Local config (.ona/mcp-config.json)

After creating or modifying the file:
  1. Save the file in your workspace
  2. Start a new agent execution: open a new Ona conversation, or wait for the current execution to finish and send a new message
The agent reads the file from your workspace filesystem at the start of each execution. You do not need to rebuild the Dev Container or create a new environment. Commit the file to your repository when you’re ready to share the config with new environments.

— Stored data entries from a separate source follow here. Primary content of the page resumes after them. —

// ==========================================
// 资产台账后台 - 资产领域模型
// ==========================================
// 职责: 资产主数据、参照实体、导出行
// 红线: item_number 为业务主键，创建后不可修改
// ==========================================

use crate::domain::types::{AssetCondition, AssetStatus, ReferenceKind};
use chrono::{DateTime, NaiveDate, Utc};
use serde::{Deserialize, Serialize};

// ==========================================
// Asset - 资产主数据
// ==========================================
// 对齐: asset 表
#[derive(Debug, Clone, PartialEq, Serialize, Deserialize)]
pub struct Asset {
    // ===== 主键 =====
    pub id: i64,
    pub item_number: String, // 资产编号（业务主键，大小写敏感）

    // ===== 可变字段 =====
    #[serde(flatten)]
    pub fields: AssetFields,

    // ===== 审计字段 =====
    pub created_at: DateTime<Utc>,
    pub updated_at: DateTime<Utc>,
}

// ==========================================
// AssetFields - 资产可变字段
// ==========================================
// 新建与更新共用；外键保存参照实体 id
#[derive(Debug, Clone, PartialEq, Serialize, Deserialize)]
pub struct AssetFields {
    // ===== 基础信息 =====
    pub serial_number: Option<String>,
    pub manufacturer_id: Option<i64>,
    pub model: Option<String>,
    pub category_id: Option<i64>,
    pub description: Option<String>,
    pub status: AssetStatus,
    pub condition: AssetCondition,

    // ===== 采购信息 =====
    pub acquired_date: Option<NaiveDate>,
    pub purchase_price: Option<f64>, // 非负
    pub supplier_id: Option<i64>,
    pub order_number: Option<String>,

    // ===== 网络标识 =====
    pub hostname: Option<String>,
    pub device_username: Option<String>,
    pub device_password: Option<String>,
    pub lan_mac: Option<String>,
    pub wlan_mac: Option<String>,
    pub ip_addresses: Vec<String>,

    // ===== 使用与生命周期 =====
    pub assigned_to: Option<String>,
    pub location_id: Option<i64>,
    pub warranty_expiration: Option<NaiveDate>,
    pub end_of_life_date: Option<NaiveDate>,
    pub comments: Option<String>,
}

impl AssetFields {
    /// 由导入草稿生成新资产字段（未填写的状态/成色取默认值）
    pub fn from_draft(
        draft: &AssetDraft,
        default_status: AssetStatus,
        default_condition: AssetCondition,
    ) -> Self {
        Self {
            serial_number: draft.serial_number.clone(),
            manufacturer_id: draft.manufacturer_id,
            model: draft.model.clone(),
            category_id: draft.category_id,
            description: draft.description.clone(),
            status: draft.status.unwrap_or(default_status),
            condition: draft.condition.unwrap_or(default_condition),
            acquired_date: draft.acquired_date,
            purchase_price: draft.purchase_price,
            supplier_id: draft.supplier_id,
            order_number: draft.order_number.clone(),
            hostname: draft.hostname.clone(),
            device_username: draft.device_username.clone(),
            device_password: draft.device_password.clone(),
            lan_mac: draft.lan_mac.clone(),
            wlan_mac: draft.wlan_mac.clone(),
            ip_addresses: draft.ip_addresses.clone().unwrap_or_default(),
            assigned_to: draft.assigned_to.clone(),
            location_id: draft.location_id,
            warranty_expiration: draft.warranty_expiration,
            end_of_life_date: draft.end_of_life_date,
            comments: draft.comments.clone(),
        }
    }

    /// 用导入草稿覆盖已有字段
    ///
    /// # 规则
    /// - 文本字段/状态/成色: 草稿未设置则保留原值
    /// - 参照外键/日期/价格: 一律以草稿为准（空值即清空）
    pub fn merged_with(&self, draft: &AssetDraft) -> Self {
        fn keep(new: &Option<String>, old: &Option<String>) -> Option<String> {
            new.clone().or_else(|| old.clone())
        }

        Self {
            serial_number: keep(&draft.serial_number, &self.serial_number),
            manufacturer_id: draft.manufacturer_id,
            model: keep(&draft.model, &self.model),
            category_id: draft.category_id,
            description: keep(&draft.description, &self.description),
            status: draft.status.unwrap_or(self.status),
            condition: draft.condition.unwrap_or(self.condition),
            acquired_date: draft.acquired_date,
            purchase_price: draft.purchase_price,
            supplier_id: draft.supplier_id,
            order_number: keep(&draft.order_number, &self.order_number),
            hostname: keep(&draft.hostname, &self.hostname),
            device_username: keep(&draft.device_username, &self.device_username),
            device_password: keep(&draft.device_password, &self.device_password),
            lan_mac: keep(&draft.lan_mac, &self.lan_mac),
            wlan_mac: keep(&draft.wlan_mac, &self.wlan_mac),
            ip_addresses: draft
                .ip_addresses
                .clone()
                .unwrap_or_else(|| self.ip_addresses.clone()),
            assigned_to: keep(&draft.assigned_to, &self.assigned_to),
            location_id: draft.location_id,
            warranty_expiration: draft.warranty_expiration,
            end_of_life_date: draft.end_of_life_date,
            comments: keep(&draft.comments, &self.comments),
        }
    }
}

// ==========================================
// AssetDraft - 导入草稿
// ==========================================
// 用途: 行校验 + 参照解析之后、落库之前的中间结构
// 生命周期: 仅在一次导入调用内
#[derive(Debug, Clone, Default, PartialEq)]
pub struct AssetDraft {
    pub item_number: String,
    pub serial_number: Option<String>,
    pub manufacturer_id: Option<i64>,
    pub model: Option<String>,
    pub category_id: Option<i64>,
    pub description: Option<String>,
    pub status: Option<AssetStatus>,
    pub condition: Option<AssetCondition>,
    pub acquired_date: Option<NaiveDate>,
    pub purchase_price: Option<f64>,
    pub supplier_id: Option<i64>,
    pub order_number: Option<String>,
    pub hostname: Option<String>,
    pub device_username: Option<String>,
    pub device_password: Option<String>,
    pub lan_mac: Option<String>,
    pub wlan_mac: Option<String>,
    pub ip_addresses: Option<Vec<String>>,
    pub assigned_to: Option<String>,
    pub location_id: Option<i64>,
    pub warranty_expiration: Option<NaiveDate>,
    pub end_of_life_date: Option<NaiveDate>,
    pub comments: Option<String>,
}

impl AssetDraft {
    /// 设置参照外键
    pub fn set_reference(&mut self, kind: ReferenceKind, id: Option<i64>) {
        match kind {
            ReferenceKind::Manufacturer => self.manufacturer_id = id,
            ReferenceKind::Category => self.category_id = id,
            ReferenceKind::Supplier => self.supplier_id = id,
            ReferenceKind::Location => self.location_id = id,
        }
    }
}

// ==========================================
// ReferenceEntity - 参照实体（厂商/分类/供应商/位置）
// ==========================================
#[derive(Debug, Clone, PartialEq, Eq, Serialize, Deserialize)]
pub struct ReferenceEntity {
    pub id: i64,
    pub name: String,
}

// ==========================================
// AssetExportRow - 导出行
// ==========================================
// 外键已解析为显示名称
#[derive(Debug, Clone, PartialEq, Serialize, Deserialize)]
pub struct AssetExportRow {
    pub item_number: String,
    pub fields: AssetFields,
    pub manufacturer: Option<String>,
    pub category: Option<String>,
    pub supplier: Option<String>,
    pub location: Option<String>,
}

#[cfg(test)]
mod tests {
    use super::*;

    fn existing_fields() -> AssetFields {
        AssetFields {
            serial_number: Some("SN-OLD".to_string()),
            manufacturer_id: Some(1),
            model: Some("T480".to_string()),
            category_id: Some(2),
            description: None,
            status: AssetStatus::InUse,
            condition: AssetCondition::Fair,
            acquired_date: NaiveDate::from_ymd_opt(2020, 1, 1),
            purchase_price: Some(999.0),
            supplier_id: Some(3),
            order_number: None,
            hostname: Some("old-host".to_string()),
            device_username: None,
            device_password: None,
            lan_mac: None,
            wlan_mac: None,
            ip_addresses: vec!["10.0.0.1".to_string()],
            assigned_to: Some("alice".to_string()),
            location_id: Some(4),
            warranty_expiration: None,
            end_of_life_date: None,
            comments: None,
        }
    }

    #[test]
    fn test_from_draft_applies_fallbacks() {
        let draft = AssetDraft {
            item_number: "A1".to_string(),
            ..Default::default()
        };
        let fields = AssetFields::from_draft(&draft, AssetStatus::InStock, AssetCondition::Good);
        assert_eq!(fields.status, AssetStatus::InStock);
        assert_eq!(fields.condition, AssetCondition::Good);
        assert!(fields.ip_addresses.is_empty());
    }

    #[test]
    fn test_merge_keeps_unset_text_and_clears_references() {
        let draft = AssetDraft {
            item_number: "A1".to_string(),
            model: Some("T490".to_string()),
            ..Default::default()
        };
        let merged = existing_fields().merged_with(&draft);

        assert_eq!(merged.model, Some("T490".to_string()));
        assert_eq!(merged.serial_number, Some("SN-OLD".to_string()));
        assert_eq!(merged.hostname, Some("old-host".to_string()));
        assert_eq!(merged.status, AssetStatus::InUse);
        assert_eq!(merged.condition, AssetCondition::Fair);
        assert_eq!(merged.ip_addresses, vec!["10.0.0.1".to_string()]);

        assert_eq!(merged.manufacturer_id, None);
        assert_eq!(merged.location_id, None);
        assert_eq!(merged.acquired_date, None);
        assert_eq!(merged.purchase_price, None);
    }
}
// ==========================================
// 资产台账后台 - 文件解析器实现
// ==========================================
// 支持: 电子表格 (.xlsx/.xls/.ods) / CSV (.csv)
// 输出: 统一的 RawRow（AssetField → CellValue），两种格式字段集合一致
// - CSV: 首行为表头，空白行跳过
// - 电子表格: 优先读取指定名称的工作表，否则第一个工作表；
//   首行为表头；资产编号为空的行在此丢弃
//   行号按丢弃后的顺序计算，可能小于工作表中的实际行号
// ==========================================

use crate::domain::import::{CellValue, RawRow};
use crate::domain::types::AssetField;
use crate::importer::asset_importer_trait::FileParser;
use crate::importer::error::{ImportError, ImportResult};
use crate::importer::field_mapper::{ColumnMap, FieldMapper};
use calamine::{open_workbook_auto_from_rs, Data, Range, Reader};
use chrono::NaiveDate;
use csv::{ReaderBuilder, Trim};
use std::io::Cursor;
use tracing::debug;

const UTF8_BOM: &[u8] = &[0xEF, 0xBB, 0xBF];

// ==========================================
// SourceFormat - 源格式识别
// ==========================================
#[derive(Debug, Clone, Copy, PartialEq, Eq)]
pub enum SourceFormat {
    Spreadsheet,
    DelimitedText,
}

impl SourceFormat {
    /// 按扩展名识别，其次按媒体类型
    ///
    /// 扩展名优先: 部分浏览器为 .csv 声明 application/vnd.ms-excel
    pub fn detect(content_type: Option<&str>, file_name: Option<&str>) -> ImportResult<Self> {
        let ext = file_name
            .and_then(|name| name.rsplit_once('.'))
            .map(|(_, ext)| ext.trim().to_ascii_lowercase());

        if let Some(format) = ext.as_deref().and_then(Self::from_extension) {
            return Ok(format);
        }

        let mime = content_type
            .map(|ct| {
                ct.split(';')
                    .next()
                    .unwrap_or_default()
                    .trim()
                    .to_ascii_lowercase()
            })
            .filter(|ct| !ct.is_empty());

        if let Some(format) = mime.as_deref().and_then(Self::from_media_type) {
            return Ok(format);
        }

        Err(ImportError::UnsupportedFormat(
            ext.or(mime).unwrap_or_else(|| "unknown".to_string()),
        ))
    }

    fn from_extension(ext: &str) -> Option<Self> {
        match ext {
            "xlsx" | "xlsm" | "xls" | "xlsb" | "ods" => Some(SourceFormat::Spreadsheet),
            "csv" => Some(SourceFormat::DelimitedText),
            _ => None,
        }
    }

    fn from_media_type(mime: &str) -> Option<Self> {
        match mime {
            "application/vnd.openxmlformats-officedocument.spreadsheetml.sheet"
            | "application/vnd.ms-excel"
            | "application/vnd.ms-excel.sheet.macroenabled.12"
            | "application/vnd.oasis.opendocument.spreadsheet" => Some(SourceFormat::Spreadsheet),
            "text/csv" | "application/csv" | "text/plain" => Some(SourceFormat::DelimitedText),
            _ => None,
        }
    }
}

// ==========================================
// CSV Parser 实现
// ==========================================
#[derive(Debug, Clone, Copy, Default)]
pub struct CsvParser {
    mapper: FieldMapper,
}

impl FileParser for CsvParser {
    fn parse_bytes(&self, bytes: &[u8]) -> ImportResult<Vec<RawRow>> {
        let content = bytes.strip_prefix(UTF8_BOM).unwrap_or(bytes);

        let mut reader = ReaderBuilder::new()
            .has_headers(true)
            .flexible(true) // 允许行长度不一致
            .trim(Trim::All)
            .from_reader(content);

        // 读取表头
        let headers: Vec<String> = reader.headers()?.iter().map(str::to_string).collect();
        let columns = self.mapper.map_headers(&headers);
        debug!(headers = headers.len(), mapped = columns.len(), "CSV 表头映射完成");

        let mut rows = Vec::new();
        for result in reader.records() {
            let record = result?;
            let mut row = RawRow::new();
            for (idx, field) in columns.iter() {
                let value = record.get(idx).unwrap_or_default();
                row.insert(field, text_cell(value));
            }

            // 跳过完全空白的行
            if row.is_blank() {
                continue;
            }
            rows.push(row);
        }

        Ok(rows)
    }
}

fn text_cell(value: &str) -> CellValue {
    if value.trim().is_empty() {
        CellValue::Empty
    } else {
        CellValue::Text(value.to_string())
    }
}

// ==========================================
// Excel Parser 实现
// ==========================================
#[derive(Debug, Clone)]
pub struct ExcelParser {
    sheet_name: String,
    mapper: FieldMapper,
}

impl ExcelParser {
    pub fn new(sheet_name: impl Into<String>) -> Self {
        Self {
            sheet_name: sheet_name.into(),
            mapper: FieldMapper,
        }
    }

    /// 数据工作表: 同名（不区分大小写）优先，否则第一个
    fn pick_sheet(&self, sheet_names: &[String]) -> ImportResult<String> {
        sheet_names
            .iter()
            .find(|name| name.eq_ignore_ascii_case(&self.sheet_name))
            .or_else(|| sheet_names.first())
            .cloned()
            .ok_or_else(|| ImportError::ExcelParseError("workbook has no worksheets".to_string()))
    }
}

impl FileParser for ExcelParser {
    fn parse_bytes(&self, bytes: &[u8]) -> ImportResult<Vec<RawRow>> {
        let mut workbook = open_workbook_auto_from_rs(Cursor::new(bytes.to_vec()))?;

        let sheet_name = self.pick_sheet(&workbook.sheet_names())?;
        let range = workbook.worksheet_range(&sheet_name)?;
        // 公式读取失败不影响取值，只是不再标记为公式结果
        let formulas = workbook.worksheet_formula(&sheet_name).ok();

        let Some((start_row, start_col)) = range.start() else {
            return Ok(Vec::new());
        };

        let mut range_rows = range.rows();
        let Some(header_row) = range_rows.next() else {
            return Ok(Vec::new());
        };

        let headers: Vec<String> = header_row
            .iter()
            .map(|cell| cell.to_string().trim().to_string())
            .collect();
        let columns = self.mapper.map_headers(&headers);
        debug!(
            sheet = %sheet_name,
            headers = headers.len(),
            mapped = columns.len(),
            "工作表表头映射完成"
        );

        let mut rows = Vec::new();
        for (offset, data_row) in range_rows.enumerate() {
            let abs_row = start_row + 1 + offset as u32;
            let row = decode_row(data_row, &columns, |col| {
                is_formula(formulas.as_ref(), abs_row, start_col + col as u32)
            });

            if row.is_blank() || row.get(AssetField::ItemNumber).is_blank() {
                continue;
            }
            rows.push(row);
        }

        Ok(rows)
    }
}

fn decode_row(cells: &[Data], columns: &ColumnMap, is_formula: impl Fn(usize) -> bool) -> RawRow {
    let mut row = RawRow::new();
    for (idx, field) in columns.iter() {
        let value = cells.get(idx).map(decode_cell).unwrap_or(CellValue::Empty);
        let value = if is_formula(idx) && value != CellValue::Empty {
            CellValue::FormulaResult(Box::new(value))
        } else {
            value
        };
        row.insert(field, value);
    }
    row
}

fn is_formula(formulas: Option<&Range<String>>, row: u32, col: u32) -> bool {
    formulas
        .and_then(|range| range.get_value((row, col)))
        .is_some_and(|f| !f.is_empty())
}

/// 单元格一次性解码为 CellValue
fn decode_cell(cell: &Data) -> CellValue {
    match cell {
        Data::Empty | Data::Error(_) => CellValue::Empty,
        Data::String(s) => text_cell(s),
        Data::Float(f) => CellValue::Number(*f),
        Data::Int(i) => CellValue::Number(*i as f64),
        Data::Bool(b) => CellValue::Text(b.to_string()),
        Data::DateTime(dt) => match dt.as_datetime() {
            Some(value) => CellValue::Date(value.date()),
            None => CellValue::Number(dt.as_f64()),
        },
        Data::DateTimeIso(s) => s
            .get(..10)
            .and_then(|prefix| NaiveDate::parse_from_str(prefix, "%Y-%m-%d").ok())
            .map(CellValue::Date)
            .unwrap_or_else(|| text_cell(s)),
        Data::DurationIso(s) => text_cell(s),
    }
}

// ==========================================
// 通用文件解析器（根据格式自动选择）
// ==========================================
#[derive(Debug, Clone)]
pub struct UniversalFileParser {
    data_sheet_name: String,
}

impl UniversalFileParser {
    pub fn new(data_sheet_name: impl Into<String>) -> Self {
        Self {
            data_sheet_name: data_sheet_name.into(),
        }
    }

    pub fn parse(&self, format: SourceFormat, bytes: &[u8]) -> ImportResult<Vec<RawRow>> {
        match format {
            SourceFormat::DelimitedText => CsvParser::default().parse_bytes(bytes),
            SourceFormat::Spreadsheet => ExcelParser::new(&self.data_sheet_name).parse_bytes(bytes),
        }
    }
}

#[cfg(test)]
mod tests {
    use super::*;

    #[test]
    fn test_detect_format() {
        assert_eq!(
            SourceFormat::detect(None, Some("assets.XLSX")).unwrap(),
            SourceFormat::Spreadsheet
        );
        assert_eq!(
            SourceFormat::detect(Some("application/vnd.ms-excel"), Some("assets.csv")).unwrap(),
            SourceFormat::DelimitedText
        );
        assert_eq!(
            SourceFormat::detect(Some("text/csv; charset=utf-8"), Some("upload")).unwrap(),
            SourceFormat::DelimitedText
        );
        assert!(matches!(
            SourceFormat::detect(Some("application/pdf"), Some("assets.pdf")),
            Err(ImportError::UnsupportedFormat(ext)) if ext == "pdf"
        ));
        assert!(matches!(
            SourceFormat::detect(None, None),
            Err(ImportError::UnsupportedFormat(_))
        ));
    }

    #[test]
    fn test_csv_parser_maps_headers_and_skips_blank_lines() {
        let csv = "\u{feff}Item Number*,Model,Status,IP Address\nA1, X1 ,in use,10.0.0.1\n,,,\n\nA2,,,\n";
        let rows = CsvParser::default().parse_bytes(csv.as_bytes()).unwrap();

        assert_eq!(rows.len(), 2);
        assert_eq!(rows[0].text(AssetField::ItemNumber), Some("A1".to_string()));
        assert_eq!(rows[0].text(AssetField::Model), Some("X1".to_string()));
        assert_eq!(rows[0].text(AssetField::IpAddress), Some("10.0.0.1".to_string()));
        assert_eq!(rows[1].text(AssetField::ItemNumber), Some("A2".to_string()));
        assert!(rows[1].get(AssetField::Model).is_blank());
    }

    #[test]
    fn test_csv_keeps_rows_without_key() {
        // CSV 不在解析阶段丢弃缺少资产编号的行，由行校验报告
        let csv = "itemNumber,model\n,X1\n";
        let rows = CsvParser::default().parse_bytes(csv.as_bytes()).unwrap();
        assert_eq!(rows.len(), 1);
        assert!(rows[0].get(AssetField::ItemNumber).is_blank());
    }

    #[test]
    fn test_decode_cell_variants() {
        assert_eq!(decode_cell(&Data::Empty), CellValue::Empty);
        assert_eq!(decode_cell(&Data::String("  ".into())), CellValue::Empty);
        assert_eq!(decode_cell(&Data::Int(7)), CellValue::Number(7.0));
        assert_eq!(
            decode_cell(&Data::DateTimeIso("2024-02-03T00:00:00".into())),
            CellValue::Date(NaiveDate::from_ymd_opt(2024, 2, 3).unwrap())
        );
    }

    #[test]
    fn test_invalid_spreadsheet_is_parse_error() {
        let result = ExcelParser::new("Assets").parse_bytes(b"definitely not a zip");
        assert!(matches!(result, Err(ImportError::ExcelParseError(_))));
    }
}
// ==========================================
// 国际化 (i18n) 模块
// ==========================================
// 使用 rust-i18n 库
// 支持英文（默认）和中文
// ==========================================
// 注意: rust_i18n::i18n! 宏已在 lib.rs 中初始化
// ==========================================

/// 翻译消息（无参数）
///
/// # 示例
/// ```no_run
/// use asset_admin::i18n::t;
/// let msg = t("import.missing_key");
/// ```
pub fn t(key: &str) -> String {
    rust_i18n::t!(key).to_string()
}

/// 翻译消息（带参数）
///
/// # 示例
/// ```no_run
/// use asset_admin::i18n::t_with_args;
/// let msg = t_with_args("import.duplicate_key", &[("item", "A1")]);
/// ```
pub fn t_with_args(key: &str, args: &[(&str, &str)]) -> String {
    fill_args(rust_i18n::t!(key).to_string(), args)
}

/// 以指定语言翻译（不修改全局语言）
pub fn t_in_locale(locale: &str, key: &str, args: &[(&str, &str)]) -> String {
    fill_args(rust_i18n::t!(key, locale = locale).to_string(), args)
}

fn fill_args(mut result: String, args: &[(&str, &str)]) -> String {
    for (k, v) in args {
        let placeholder = format!("%{{{}}}", k);
        result = result.replace(&placeholder, v);
    }
    result
}

#[cfg(test)]
mod tests {
    use super::*;

    // 全局 locale 在并行测试间共享，这里只使用显式语言的接口

    #[test]
    fn test_english_messages() {
        let msg = t_in_locale("en", "import.duplicate_key", &[("item", "A1")]);
        assert_eq!(msg, "Asset with Item Number \"A1\" already exists");
        assert!(t_in_locale("en", "import.missing_key", &[]).contains("required"));
    }

    #[test]
    fn test_chinese_messages() {
        let msg = t_in_locale("zh-CN", "import.duplicate_key", &[("item", "A1")]);
        assert!(msg.contains("A1"));
        assert!(msg.contains("已存在"));
    }
}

Organization integrations (dashboard)

Changes to MCP integrations in Settings > Integrations take effect on the next agent execution. No environment changes are needed.

Organization MCP toggle

Enabling or disabling MCP in Settings > Agents > Policies takes effect on the next agent execution.

Organization controls

MCP controls toggle in organization settings showing the option to enable or disable MCP servers Organization owners can disable MCP in Settings > Agents > Policies. When disabled:
  • .ona/mcp-config.json files are ignored
  • Agent operates with built-in tools only
  • External MCP connections are blocked
See Audit logs to review changes.

Troubleshooting

The agent may not list MCP tools when asked, but can still invoke them. Type /support-bundle in your Ona session to verify servers are connecting.
If your MCP configuration has syntax errors or invalid server definitions, the agent logs the error and skips the misconfigured server. Check the MCP Integrations panel in the conversation input for error details.